The passenger bank isn't too bad. Just have some extensions and a deep well socket with the rubber insert.

The driver bank is the problem. The first 2 from the front aren't real bad it's the one closest to the firewall that is the problem. I had to take the throttle linkage off. (2 10MM bolts no big deal. and that was only because getting the spark plug wires was hard (they kept bending) It took me roughly 4 hours cleaning the spark plug holes of any debri that might fall in.

4 hours = All new spark plugs and wires. You might have better sucess that I did. I sure hope you do


----------



## DBSS_Gohan (Sep 19, 2004)

ha! Im already profiting off my Z! Someone lost a socket right beside my spark plug hole, and couldent get it out! Now.... I just have to try to get it out myself... lol... if only I had a giant magnet...


----------



## asleepz (Feb 24, 2004)

yes that kind of stuff happens. Try surgical pliers (long and skinny)


----------



## Zen31ZR (Mar 24, 2004)

Hmm I had to remove absolutely nothing off my Z to get to teh spark plugs , except for the IA unit strapped to the side of the intake mani on the driver side. Pull that little unit , and a wobble extension should allow you to get to the rest of them with no problems.  I pulled all 6 plugs in less than 20 minutes.


----------



## asleepz (Feb 24, 2004)

you also probably didn't have spark plugs that haven't been changed in 100K+ miles and spark plug wires breaking and seized on the plugs themselves. It's really hard to get a socket to hold on there when you can't remove the boot


----------



## Zen31ZR (Mar 24, 2004)

SKD_Tech said:


> you also probably didn't have spark plugs that haven't been changed in 100K+ miles and spark plug wires breaking and seized on the plugs themselves. It's really hard to get a socket to hold on there when you can't remove the boot


 There a trick to that. Push on the plug boot first and then pull. Pops right off 90% of the time. Sometimes you have to do it twice.


----------



## DBSS_Gohan (Sep 19, 2004)

uh guys? Greased up spark plug wont come out, What do I put in there to get it out?


----------



## asleepz (Feb 24, 2004)

try canned air and blast the crap out. Or WD-40 or some kind of relasing agent


----------



## DBSS_Gohan (Sep 19, 2004)

And how do I get my sparks out on the drivers side? I cant even get the plugs out! I used screwdrivers like chopsticks to get the ones on the other side out.... what do I use on this side?


----------



## 0341TODD (Nov 15, 2003)

Hey, by the way did you find the tool in the back of the car that is made to take the spark plugs out of the motor?
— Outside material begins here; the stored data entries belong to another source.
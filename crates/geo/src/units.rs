//! Distance units accepted in shape links.

use serde::{Deserialize, Serialize};
use std::fmt;

/// Distance unit for radii in shape parameters.
#[derive(Debug, Clone, Copy, PartialEq, Eq, Default, Serialize, Deserialize)]
#[serde(rename_all = "lowercase")]
pub enum DistanceUnit {
    /// Nautical miles (the default)
    #[default]
    #[serde(rename = "nm")]
    NauticalMile,
    /// Kilometers
    #[serde(rename = "km")]
    Kilometer,
    /// Meters
    #[serde(rename = "m")]
    Meter,
}

impl DistanceUnit {
    /// Parses a unit name case-insensitively; anything unrecognised is nautical miles.
    pub fn from_param(unit: Option<&str>) -> Self {
        match unit.map(|u| u.trim().to_ascii_lowercase()).as_deref() {
            Some("km") => Self::Kilometer,
            Some("m") => Self::Meter,
            _ => Self::NauticalMile,
        }
    }

    /// Kilometers per one unit.
    pub fn km_per_unit(self) -> f64 {
        match self {
            Self::NauticalMile => 1.852,
            Self::Kilometer => 1.0,
            Self::Meter => 0.001,
        }
    }

    pub fn as_str(self) -> &'static str {
        match self {
            Self::NauticalMile => "nm",
            Self::Kilometer => "km",
            Self::Meter => "m",
        }
    }
}

impl fmt::Display for DistanceUnit {
    fn fmt(&self, f: &mut fmt::Formatter<'_>) -> fmt::Result {
        f.write_str(self.as_str())
    }
}

/// Kilometers per unit for a unit name.
///
/// Total: unknown or empty names behave like `nm`.
pub fn unit_to_km(unit: &str) -> f64 {
    DistanceUnit::from_param(Some(unit)).km_per_unit()
}

#[cfg(test)]
mod tests {
    use super::*;

    #[test]
    fn test_known_units() {
        assert_eq!(unit_to_km("km"), 1.0);
        assert_eq!(unit_to_km("m"), 0.001);
        assert_eq!(unit_to_km("nm"), 1.852);
    }

    #[test]
    fn test_unknown_defaults_to_nautical_miles() {
        assert_eq!(unit_to_km("bogus"), unit_to_km("nm"));
        assert_eq!(unit_to_km(""), 1.852);
        assert_eq!(DistanceUnit::from_param(None), DistanceUnit::NauticalMile);
    }

    #[test]
    fn test_case_insensitive() {
        assert_eq!(unit_to_km("KM"), 1.0);
        assert_eq!(DistanceUnit::from_param(Some(" M ")), DistanceUnit::Meter);
    }
}
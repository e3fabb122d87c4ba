//! Feature filtering against shapes, with optional parallelism.
//!
//! A feature is kept when its point lies inside, or within a buffer
//! distance of, any of the shapes.

use crate::{
    angle_in_range_cw, distance_point_to_polyline_km, haversine_distance, initial_bearing,
    point_in_polygon, Coordinate, Shape, ShapeGeometry, ShapeQuery,
};
use facilitymap_core::feature::Feature;
use tracing::debug;

/// A shape with its outline computed once up front.
#[derive(Debug, Clone)]
struct PreparedShape {
    shape: Shape,
    perimeter: Vec<Coordinate>,
}

/// Matches feature points against a set of shapes.
#[derive(Debug, Clone)]
pub struct ProximityFilter {
    shapes: Vec<PreparedShape>,
    buffer_km: f64,
    line_buffer_km: f64,
}

impl ProximityFilter {
    /// Builds a filter for every shape in a parsed query.
    ///
    /// # Arguments
    /// * `query` - Parsed shape parameters; its `line_buffer_km` widens line corridors
    /// * `buffer_km` - Extra distance around every shape
    /// * `step_deg` - Arc resolution used for sector and circle outlines
    pub fn new(query: &ShapeQuery, buffer_km: f64, step_deg: f64) -> Self {
        Self::from_shapes(query.shapes.iter().cloned(), query.line_buffer_km, buffer_km, step_deg)
    }

    pub fn from_shapes(
        shapes: impl IntoIterator<Item = Shape>,
        line_buffer_km: f64,
        buffer_km: f64,
        step_deg: f64,
    ) -> Self {
        let shapes = shapes
            .into_iter()
            .map(|shape| {
                let perimeter = match shape.geometry {
                    ShapeGeometry::Polygon { .. }
                    | ShapeGeometry::Bbox { .. }
                    | ShapeGeometry::Sector { .. } => shape.perimeter(step_deg),
                    _ => Vec::new(),
                };
                PreparedShape { shape, perimeter }
            })
            .collect();

        Self {
            shapes,
            buffer_km,
            line_buffer_km: if line_buffer_km.is_finite() { line_buffer_km } else { 0.0 },
        }
    }

    pub fn shape_count(&self) -> usize {
        self.shapes.len()
    }

    /// True if `point` matches at least one shape.
    pub fn matches(&self, point: &Coordinate) -> bool {
        self.shapes.iter().any(|prepared| self.matches_shape(prepared, point))
    }

    fn near_outline(&self, prepared: &PreparedShape, point: &Coordinate) -> bool {
        prepared.perimeter.len() >= 2
            && distance_point_to_polyline_km(point, &prepared.perimeter) <= self.buffer_km
    }

    fn matches_shape(&self, prepared: &PreparedShape, point: &Coordinate) -> bool {
        match &prepared.shape.geometry {
            ShapeGeometry::Point { center, radius_km } => {
                haversine_distance(center, point) <= radius_km.unwrap_or(0.0) + self.buffer_km
            }
            ShapeGeometry::Circle { center, radius_km } => {
                haversine_distance(center, point) <= radius_km + self.buffer_km
            }
            ShapeGeometry::Polygon { coords } => {
                point_in_polygon(point, coords) || self.near_outline(prepared, point)
            }
            ShapeGeometry::Bbox { bounds } => {
                bounds.contains(point) || self.near_outline(prepared, point)
            }
            ShapeGeometry::Line { coords } => {
                distance_point_to_polyline_km(point, coords)
                    <= self.line_buffer_km.max(self.buffer_km)
            }
            ShapeGeometry::Sector { center, radius_km, start_deg, end_deg } => {
                let within_angle =
                    angle_in_range_cw(initial_bearing(center, point), *start_deg, *end_deg);
                (within_angle && haversine_distance(center, point) <= radius_km + self.buffer_km)
                    || self.near_outline(prepared, point)
            }
        }
    }

    /// Features whose point matches, in input order.
    ///
    /// Features without a point geometry are skipped.
    pub fn filter<'a>(&self, features: &[&'a Feature]) -> Vec<&'a Feature> {
        let keep = |feature: &&'a Feature| {
            feature
                .point()
                .is_some_and(|(lat, lng)| self.matches(&Coordinate::new(lat, lng)))
        };

        #[cfg(feature = "parallel")]
        let matched: Vec<&'a Feature> = {
            use rayon::prelude::*;
            features.par_iter().copied().filter(keep).collect()
        };

        #[cfg(not(feature = "parallel"))]
        let matched: Vec<&'a Feature> = features.iter().copied().filter(keep).collect();

        debug!(
            shapes = self.shapes.len(),
            scanned = features.len(),
            matched = matched.len(),
            "Shape proximity filter"
        );
        matched
    }

    /// Convenience over [`ProximityFilter::filter`] for an owned slice.
    pub fn filter_all<'a>(&self, features: &'a [Feature]) -> Vec<&'a Feature> {
        let refs: Vec<&'a Feature> = features.iter().collect();
        self.filter(&refs)
    }
}

/// A feature with its distance from a search centre.
#[derive(Debug, Clone, Copy)]
pub struct NearbyFeature<'a> {
    pub feature: &'a Feature,
    /// Distance in kilometers
    pub distance_km: f64,
}

/// Features within `radius_km` of `center`, closest first.
///
/// Features without a point geometry are skipped.
pub fn within_radius<'a>(
    features: &[&'a Feature],
    center: &Coordinate,
    radius_km: f64,
) -> Vec<NearbyFeature<'a>> {
    let measure = |feature: &&'a Feature| {
        let (lat, lng) = feature.point()?;
        let distance_km = haversine_distance(center, &Coordinate::new(lat, lng));
        (distance_km <= radius_km).then_some(NearbyFeature { feature: *feature, distance_km })
    };

    #[cfg(feature = "parallel")]
    let mut results: Vec<NearbyFeature<'a>> = {
        use rayon::prelude::*;
        features.par_iter().filter_map(measure).collect()
    };

    #[cfg(not(feature = "parallel"))]
    let mut results: Vec<NearbyFeature<'a>> = features.iter().filter_map(measure).collect();

    // Stable, so equidistant features keep input order
    results.sort_by(|a, b| a.distance_km.total_cmp(&b.distance_km));
    results
}
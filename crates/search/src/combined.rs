//! Local search augmented with geocoder results.

use crate::geocoder::{GeocodeBackend, GeocodedPlace, Geocoder, GeocoderOptions};
use crate::local::{search_local_features, LocalMatch, SearchOptions};
use crate::relevance::remote_score;
use crate::{highlight_match, ScriptFolder};
use facilitymap_core::config::ConfigSchema;
use facilitymap_core::feature::Feature;
use serde::Serialize;
use tracing::debug;

/// Layer label of geocoder results without a place type.
pub const REMOTE_DEFAULT_KIND: &str = "地點";

/// A geocoder hit ranked alongside local matches.
#[derive(Debug, Clone, PartialEq, Serialize)]
pub struct RemoteMatch {
    pub display_name: String,
    pub name: String,
    pub layer: String,
    pub lat: f64,
    pub lng: f64,
    pub score: f64,
}

impl From<GeocodedPlace> for RemoteMatch {
    fn from(place: GeocodedPlace) -> Self {
        Self {
            layer: format!("🌍 {}", place.kind.as_deref().unwrap_or(REMOTE_DEFAULT_KIND)),
            score: remote_score(place.importance),
            display_name: place.display_name,
            name: place.name,
            lat: place.lat,
            lng: place.lng,
        }
    }
}

/// One entry of a combined result list.
#[derive(Debug, Clone, Serialize)]
#[serde(tag = "source", rename_all = "lowercase")]
pub enum SearchResult<'a> {
    Local(LocalMatch<'a>),
    Remote(RemoteMatch),
}

impl SearchResult<'_> {
    pub fn score(&self) -> f64 {
        match self {
            SearchResult::Local(m) => m.score.value(),
            SearchResult::Remote(m) => m.score,
        }
    }

    pub fn display_name(&self) -> &str {
        match self {
            SearchResult::Local(m) => &m.display_name,
            SearchResult::Remote(m) => &m.name,
        }
    }

    pub fn layer(&self) -> &str {
        match self {
            SearchResult::Local(m) => &m.layer,
            SearchResult::Remote(m) => &m.layer,
        }
    }

    /// `(lat, lng)` when known.
    pub fn coordinates(&self) -> Option<(f64, f64)> {
        match self {
            SearchResult::Local(m) => m.coordinates,
            SearchResult::Remote(m) => Some((m.lat, m.lng)),
        }
    }

    pub fn source(&self) -> &'static str {
        match self {
            SearchResult::Local(_) => "local",
            SearchResult::Remote(_) => "remote",
        }
    }
}

/// Options for combined search.
#[derive(Debug, Clone, PartialEq, Eq)]
pub struct CombinedOptions {
    pub local: SearchOptions,
    /// The geocoder is only asked when fewer local matches than this were found
    pub remote_threshold: usize,
    /// Trimmed queries shorter than this never reach the geocoder
    pub remote_min_query_length: usize,
    /// Cap on geocoder hits merged into the result
    pub remote_max_results: usize,
    pub include_remote: bool,
}

impl Default for CombinedOptions {
    fn default() -> Self {
        Self::from(&ConfigSchema::default())
    }
}

impl From<&ConfigSchema> for CombinedOptions {
    fn from(config: &ConfigSchema) -> Self {
        Self {
            local: SearchOptions::from(&config.search),
            remote_threshold: config.search.remote_threshold,
            remote_min_query_length: config.search.remote_min_query_length,
            remote_max_results: config.search.remote_max_results,
            include_remote: config.geocoder.enabled,
        }
    }
}

/// Search local features, topping up with geocoder results when few matched.
///
/// Local results are computed first. The geocoder is consulted only when it
/// is enabled, fewer than `remote_threshold` local matches were found and
/// the trimmed query is long enough. Remote hits always score below local
/// ones; the merged list is sorted by descending score and truncated to
/// `local.max_results`. Geocoder failures leave the local results as they are.
pub async fn search_combined<'a, B, I>(
    folder: &ScriptFolder,
    geocoder: Option<&Geocoder<B>>,
    features: I,
    query: &str,
    options: &CombinedOptions,
) -> Vec<SearchResult<'a>>
where
    B: GeocodeBackend,
    I: IntoIterator<Item = &'a Feature>,
{
    let local = search_local_features(folder, features, query, &options.local);
    let local_count = local.len();
    let mut results: Vec<SearchResult<'a>> = local.into_iter().map(SearchResult::Local).collect();

    let query = query.trim();
    let wants_remote = options.include_remote
        && local_count < options.remote_threshold
        && query.chars().count() >= options.remote_min_query_length;

    if let Some(geocoder) = geocoder.filter(|_| wants_remote) {
        let remote = geocoder.search(query).await;
        debug!(query, local = local_count, remote = remote.len(), "Combined search");
        results.extend(
            remote
                .into_iter()
                .take(options.remote_max_results)
                .map(|place| SearchResult::Remote(place.into())),
        );
        results.sort_by(|a, b| b.score().total_cmp(&a.score()));
    }

    results.truncate(options.local.max_results);
    results
}

/// Search context: script folder, geocoder with its cache and queue, options.
///
/// Build one per session; every search through it shares the geocoder's
/// cache and rate limit.
pub struct SearchEngine<B> {
    folder: ScriptFolder,
    geocoder: Option<Geocoder<B>>,
    options: CombinedOptions,
}

impl<B: GeocodeBackend> SearchEngine<B> {
    pub fn new(folder: ScriptFolder, geocoder: Option<Geocoder<B>>, options: CombinedOptions) -> Self {
        Self { folder, geocoder, options }
    }

    /// Engine with the built-in script table and a geocoder over `backend`.
    pub fn from_config(backend: B, config: &ConfigSchema) -> Self {
        let folder = ScriptFolder::builtin();
        let geocoder = config.geocoder.enabled.then(|| {
            Geocoder::new(backend, GeocoderOptions::from(&config.geocoder), folder.clone())
        });
        Self::new(folder, geocoder, CombinedOptions::from(config))
    }

    pub fn folder(&self) -> &ScriptFolder {
        &self.folder
    }

    pub fn options(&self) -> &CombinedOptions {
        &self.options
    }

    pub fn options_mut(&mut self) -> &mut CombinedOptions {
        &mut self.options
    }

    pub fn geocoder(&self) -> Option<&Geocoder<B>> {
        self.geocoder.as_ref()
    }

    pub fn search_local<'a, I>(&self, features: I, query: &str) -> Vec<LocalMatch<'a>>
    where
        I: IntoIterator<Item = &'a Feature>,
    {
        search_local_features(&self.folder, features, query, &self.options.local)
    }

    pub async fn search_combined<'a, I>(&self, features: I, query: &str) -> Vec<SearchResult<'a>>
    where
        I: IntoIterator<Item = &'a Feature>,
    {
        search_combined(&self.folder, self.geocoder.as_ref(), features, query, &self.options).await
    }

    pub fn highlight(&self, text: &str, query: &str) -> String {
        highlight_match(&self.folder, text, query)
    }
}

#[cfg(test)]
mod tests {
    use super::*;
    use crate::geocoder::tests::{place, FakeBackend};
    use facilitymap_core::feature::{Properties, PropertyValue};

    fn feature(name: &str) -> Feature {
        let mut props = Properties::new();
        props.insert("名稱".into(), PropertyValue::String(name.into()));
        Feature::point_feature(23.0, 120.0, props)
    }

    fn engine(backend: FakeBackend) -> SearchEngine<FakeBackend> {
        SearchEngine::from_config(backend, &ConfigSchema::default())
    }

    #[tokio::test(start_paused = true)]
    async fn test_enough_local_results_skip_remote() {
        let backend = FakeBackend::with(&[("機場", vec![place("22.5", "120.3", "Airport", 0.9)])]);
        let engine = engine(backend.clone());
        let features: Vec<_> = (0..6).map(|i| feature(&format!("機場 {i}"))).collect();

        let results = engine.search_combined(&features, "機場").await;
        assert_eq!(results.len(), 6);
        assert!(results.iter().all(|r| r.source() == "local"));
        assert_eq!(backend.call_count(), 0);
    }

    #[tokio::test(start_paused = true)]
    async fn test_short_query_skips_remote() {
        let backend = FakeBackend::default();
        let engine = engine(backend.clone());
        let features = vec![feature("花蓮")];

        let results = engine.search_combined(&features, "花蓮").await;
        assert_eq!(results.len(), 1);
        assert_eq!(backend.call_count(), 0);
    }

    #[tokio::test(start_paused = true)]
    async fn test_remote_results_rank_below_local() {
        let backend = FakeBackend::with(&[(
            "Hualien",
            vec![
                place("24.02", "121.61", "Hualien Airport, Hualien, Taiwan", 2.5),
                place("23.97", "121.60", "Hualien City, Taiwan", 0.2),
            ],
        )]);
        let engine = engine(backend.clone());
        let features = vec![feature("Hualien AFB"), feature("Taitung")];

        let results = engine.search_combined(&features, "Hualien").await;
        let sources: Vec<_> = results.iter().map(|r| r.source()).collect();
        assert_eq!(sources, vec!["local", "remote", "remote"]);
        assert_eq!(results[0].score(), 80.0);
        assert!((results[1].score() - 49.9).abs() < 1e-9);
        assert!((results[2].score() - 42.0).abs() < 1e-9);
        assert_eq!(results[1].display_name(), "Hualien Airport");
        assert_eq!(results[1].layer(), "🌍 aerodrome");
    }

    #[tokio::test(start_paused = true)]
    async fn test_remote_failure_keeps_local() {
        let backend = FakeBackend { fail: true, ..FakeBackend::default() };
        let engine = engine(backend.clone());
        let features = vec![feature("Hualien AFB")];

        let results = engine.search_combined(&features, "Hualien").await;
        assert_eq!(results.len(), 1);
        assert_eq!(results[0].source(), "local");
        assert_eq!(backend.call_count(), 1);
    }

    #[tokio::test(start_paused = true)]
    async fn test_disabled_geocoder_is_never_used() {
        let backend = FakeBackend::default();
        let mut config = ConfigSchema::default();
        config.geocoder.enabled = false;
        let engine = SearchEngine::from_config(backend.clone(), &config);
        assert!(engine.geocoder().is_none());

        let features = vec![feature("Taitung")];
        assert!(engine.search_combined(&features, "Hualien").await.is_empty());
        assert_eq!(backend.call_count(), 0);
    }

    #[tokio::test(start_paused = true)]
    async fn test_merged_list_truncated() {
        let hits: Vec<_> = (0..5)
            .map(|i| place(&format!("24.0{i}"), "121.6", &format!("Hualien {i}"), 0.5))
            .collect();
        let backend = FakeBackend::with(&[("Hualien", hits)]);
        let mut engine = engine(backend);
        engine.options_mut().local.max_results = 3;
        engine.options_mut().remote_max_results = 2;

        let features = vec![feature("Hualien AFB")];
        let results = engine.search_combined(&features, "Hualien").await;
        assert_eq!(results.len(), 3);
        assert_eq!(results.iter().filter(|r| r.source() == "remote").count(), 2);
    }

    #[test]
    fn test_highlight_through_engine() {
        let engine = engine(FakeBackend::default());
        assert_eq!(
            engine.highlight("東風陣地", "东风"),
            r#"<mark class="search-highlight">東風</mark>陣地"#
        );
    }
}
Dont pull on the wires whatever you do- or to be honest with you, if the wires are that old then you probably need some new ones anyways- go to discount and for like 37 bucks you can get autolite pros and just rip the old ones out man

when you get them out take the safety clips off the tips- that will help you next time. I seem to be changing my plugs once every two weeks sometimes b/c I do stupid stuff and foul them-lol


----------



## DBSS_Gohan (Sep 19, 2004)

Actualy, Im not changing them just yet, but Im having a problem getting them off my spark plugs, not off the disrtibutor thing, but Ill go search the hatch for tools, ty.


----------



## asleepz (Feb 24, 2004)

0341TODD said:


> Hey, by the way did you find the tool in the back of the car that is made to take the spark plugs out of the motor?
> 
> Dont pull on the wires whatever you do- or to be honest with you, if the wires are that old then you probably need some new ones anyways- go to discount and for like 37 bucks you can get autolite pros and just rip the old ones out man
> 
> when you get them out take the safety clips off the tips- that will help you next time. I seem to be changing my plugs once every two weeks sometimes b/c I do stupid stuff and foul them-lol


that's when you know somethin is wrong


----------



## DBSS_Gohan (Sep 19, 2004)

HAHA! Sparks changed! I havent started her up yet, Im gonna do my oil first, then start her, Now to get under the car and start tearing away at that filter. Then to find my coolant leak. Those were the hardest plugs Iv ever changed, but once I actualy started trying to stick my hands in there, it got a lot easier. Hopefully she runs right still... Like I was saying, I dont think the other plugs have ever been changed, they were quite a bit rusted, and were in general bad condition.


----------



## asleepz (Feb 24, 2004)

What kind of plugs did you use?


----------